Internal Medicine Coding Alert

READER QUESTIONS:

Fax Your Way to Meeting New Consult Criteria

Question: To use a consultation code, a coworker thinks we should make sure the requesting physician also documented his request. Is this a consultation requirement?


New Jersey Subscriber


Answer: Coding experts have always suggested that the requesting physician's chart should refer to the consultation request. But no formal policy had made this a consultation requirement until now.

What's new: Medicare recently stipulated that a consultation also requires documentation in the requesting physician's chart. Originally, CMS stated that the consultant had to document in the patient's medical record the "request for a consultation from an appropriate source and the need for consultation (i.e., the reason for a consultation service)." But MedLearn Matters article 4215 also adds that this documentation must be "included in the requesting physician or qualified NPP's plan of care in the patient's medical record."

The impact: Although not required in CPT, anticipate that private payers may adopt Medicare's new requirement and expect a properly documented request to include substantiation by the requesting physician.
 
Experts recommend that the consulting physician request, at the time of booking the appointment, that the requesting physician fax documentation of the request for consult on his letterhead or prescription form. This removes any perception that the consulting physician created the need for the consult when in fact the visit was a referral.

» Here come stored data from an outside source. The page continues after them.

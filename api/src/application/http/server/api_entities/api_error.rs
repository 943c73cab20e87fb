use axum::{
    Json,
    extract::{FromRequest, Request},
    http::StatusCode,
    response::{IntoResponse, Response},
};
use pantrychef_core::domain::{
    common::entities::app_errors::CoreError,
    gateway::value_objects::ImageError,
    review::entities::ReviewError,
    session::entities::TransitionError,
};
use serde::{Deserialize, Serialize, de::DeserializeOwned};
use thiserror::Error;
use utoipa::ToSchema;
use validator::Validate;

#[derive(Debug, Clone, PartialEq, Eq, Error)]
pub enum ApiError {
    #[error("{0}")]
    BadRequest(String),

    #[error("{0}")]
    ValidationError(String),

    #[error("{0}")]
    NotFound(String),

    #[error("{0}")]
    Conflict(String),

    #[error("{0}")]
    PayloadTooLarge(String),

    #[error("{0}")]
    UnprocessableEntity(String),

    #[error("{0}")]
    BadGateway(String),

    #[error("{0}")]
    InternalServerError(String),
}

#[derive(Debug, Serialize, Deserialize, ToSchema)]
pub struct ApiErrorResponse {
    pub code: String,
    pub status: u16,
    pub message: String,
}

impl ApiError {
    pub fn status(&self) -> StatusCode {
        match self {
            ApiError::BadRequest(_) | ApiError::ValidationError(_) => StatusCode::BAD_REQUEST,
            ApiError::NotFound(_) => StatusCode::NOT_FOUND,
            ApiError::Conflict(_) => StatusCode::CONFLICT,
            ApiError::PayloadTooLarge(_) => StatusCode::PAYLOAD_TOO_LARGE,
            ApiError::UnprocessableEntity(_) => StatusCode::UNPROCESSABLE_ENTITY,
            ApiError::BadGateway(_) => StatusCode::BAD_GATEWAY,
            ApiError::InternalServerError(_) => StatusCode::INTERNAL_SERVER_ERROR,
        }
    }

    pub fn code(&self) -> &'static str {
        match self {
            ApiError::BadRequest(_) => "E_BAD_REQUEST",
            ApiError::ValidationError(_) => "E_VALIDATION",
            ApiError::NotFound(_) => "E_NOT_FOUND",
            ApiError::Conflict(_) => "E_CONFLICT",
            ApiError::PayloadTooLarge(_) => "E_PAYLOAD_TOO_LARGE",
            ApiError::UnprocessableEntity(_) => "E_UNPROCESSABLE_ENTITY",
            ApiError::BadGateway(_) => "E_BAD_GATEWAY",
            ApiError::InternalServerError(_) => "E_INTERNAL_SERVER_ERROR",
        }
    }
}

impl IntoResponse for ApiError {
    fn into_response(self) -> Response {
        let status = self.status();
        let body = ApiErrorResponse {
            code: self.code().to_string(),
            status: status.as_u16(),
            message: self.to_string(),
        };

        (status, Json(body)).into_response()
    }
}

impl From<CoreError> for ApiError {
    fn from(error: CoreError) -> Self {
        match error {
            CoreError::SessionNotFound => ApiError::NotFound(error.to_string()),
            CoreError::Transition(TransitionError::Review(ReviewError::EmptySelection)) => {
                ApiError::UnprocessableEntity(error.to_string())
            }
            CoreError::Transition(TransitionError::Review(ReviewError::UnknownIngredient(_))) => {
                ApiError::NotFound(error.to_string())
            }
            CoreError::Transition(_) => ApiError::Conflict(error.to_string()),
            CoreError::InvalidImage(ImageError::TooLarge { .. }) => {
                ApiError::PayloadTooLarge(error.to_string())
            }
            CoreError::InvalidImage(_) => ApiError::BadRequest(error.to_string()),
            CoreError::ExternalServiceError(_) => ApiError::BadGateway(error.to_string()),
            CoreError::InternalServerError => ApiError::InternalServerError(error.to_string()),
        }
    }
}

/// JSON extractor that runs `validator` rules before reaching the handler.
#[derive(Debug, Clone, Copy, Default)]
pub struct ValidateJson<T>(pub T);

impl<T, S> FromRequest<S> for ValidateJson<T>
where
    T: DeserializeOwned + Validate,
    S: Send + Sync,
{
    type Rejection = ApiError;

    async fn from_request(req: Request, state: &S) -> Result<Self, Self::Rejection> {
        let Json(value) = Json::<T>::from_request(req, state)
            .await
            .map_err(|rejection| ApiError::BadRequest(rejection.body_text()))?;

        value
            .validate()
            .map_err(|e| ApiError::ValidationError(e.to_string()))?;

        Ok(ValidateJson(value))
    }
}

#[cfg(test)]
mod tests {
    use pantrychef_core::domain::session::entities::AppState;

    use super::*;

    #[test]
    fn test_core_error_mapping() {
        assert_eq!(
            ApiError::from(CoreError::SessionNotFound).status(),
            StatusCode::NOT_FOUND
        );
        assert_eq!(
            ApiError::from(CoreError::Transition(TransitionError::Busy(
                AppState::Detecting
            )))
            .status(),
            StatusCode::CONFLICT
        );
        assert_eq!(
            ApiError::from(CoreError::Transition(TransitionError::Review(
                ReviewError::EmptySelection
            )))
            .status(),
            StatusCode::UNPROCESSABLE_ENTITY
        );
        assert_eq!(
            ApiError::from(CoreError::InvalidImage(ImageError::TooLarge { size: 2, max: 1 }))
                .status(),
            StatusCode::PAYLOAD_TOO_LARGE
        );
        assert_eq!(
            ApiError::from(CoreError::ExternalServiceError("down".into())).status(),
            StatusCode::BAD_GATEWAY
        );
    }
}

Example: A urologist requests that an internist make sure a patient with hypertension and diabetes is healthy enough to undergo a nephrectomy for rectal bleeding.

The internist:

• requests a faxed copy of the urologist's finding including a request for consult, and she also faxes the requesting physician a copy of her findings and a "Verification of Request" form stating that Dr. Urologist requested Dr. Internist's opinion on Patient A's suitability for nephrectomy.

• documents that he is seeing the patient at the request of Dr. Urologist to make sure the patient is clear for a kidney biopsy.

• performs an expanded problem-focused history, an expanded problem-focused examination, and straightforward medical decision-making
 
Code a level-two consultation as 99242 (Office consultation for a new or established patient ...) and sequence using ICD-9 guidelines V72.83 (Other specified pre-operative examination), 569.3 (Hemorrhage of rectum and anus), 401.1 (Essential hypertension; benign) and 250.xx (Diabetes mellitus).

Because you have made every effort to substantiate the service's three R's--request, render and report--and have clear documentation of your role, your consultation charge should pass an auditor's scrutiny.

Download the Medicare consultation service instructions from
www.cms.hhs.gov/MedlearnMattersArticles/downloads/MM4215.pdf.